## [RECORDS PROVIDED]
++++++++++++++++++++
use thiserror::Error;

#[derive(Debug, Error)]
pub enum NodeError {
    #[error("consensus error: {0}")]
    Consensus(#[from] lattice_consensus::ConsensusError),

    #[error("store error: {0}")]
    Store(#[from] lattice_store::StoreError),

    #[error("LMDB error: {0}")]
    Lmdb(#[from] lattice_store_lmdb::LmdbError),

    #[error("vote signature is invalid")]
    SignatureInvalid,

    #[error("config error: {0}")]
    Config(String),

    #[error("metrics error: {0}")]
    Metrics(#[from] prometheus::Error),

    #[error("IO error: {0}")]
    Io(#[from] std::io::Error),

    #[error("{0}")]
    Other(String),
}
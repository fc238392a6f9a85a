//! Ed25519 key derivation.

use ed25519_dalek::SigningKey;
use lattice_types::{Account, KeyPair, PrivateKey};
use thiserror::Error;

#[derive(Debug, Error)]
pub enum KeyError {
    #[error("system randomness unavailable: {0}")]
    Entropy(String),
}

/// Generate a new key pair from the operating system's random source.
pub fn generate_keypair() -> Result<KeyPair, KeyError> {
    let mut seed = [0u8; 32];
    getrandom::getrandom(&mut seed).map_err(|e| KeyError::Entropy(e.to_string()))?;
    Ok(keypair_from_seed(&seed))
}

/// Derive the account (public key) that a private key signs for.
pub fn account_from_private(private: &PrivateKey) -> Account {
    let signing_key = SigningKey::from_bytes(&private.0);
    Account::new(signing_key.verifying_key().to_bytes())
}

/// Derive a key pair from a 32-byte seed (deterministic).
pub fn keypair_from_seed(seed: &[u8; 32]) -> KeyPair {
    let signing_key = SigningKey::from_bytes(seed);
    KeyPair {
        account: Account::new(signing_key.verifying_key().to_bytes()),
        private: PrivateKey(signing_key.to_bytes()),
    }
}

#[cfg(test)]
mod tests {
    use super::*;

    #[test]
    fn seed_derivation_is_deterministic() {
        let a = keypair_from_seed(&[7; 32]);
        let b = keypair_from_seed(&[7; 32]);
        assert_eq!(a.account, b.account);
        assert_eq!(account_from_private(&a.private), a.account);
    }

    #[test]
    fn generated_keys_differ() {
        let a = generate_keypair().unwrap();
        let b = generate_keypair().unwrap();
        assert_ne!(a.account, b.account);
    }
}
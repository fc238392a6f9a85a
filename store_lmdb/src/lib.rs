//! LMDB storage backend for lattice.
//!
//! Implements the `lattice-store` transactional interface with the `heed`
//! LMDB bindings. Every logical table maps to one named database within a
//! single environment.

pub mod environment;
pub mod error;
pub mod transaction;

pub use environment::LmdbEnvironment;
pub use error::LmdbError;
pub use transaction::{LmdbReadTxn, LmdbWriteTxn};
++++++++++++++++++++
Search the listing above for the string "Entropy" and copy each line that has it.

## [ANSWER TO THIS TASK]
    Entropy(String),
    getrandom::getrandom(&mut seed).map_err(|e| KeyError::Entropy(e.to_string()))?;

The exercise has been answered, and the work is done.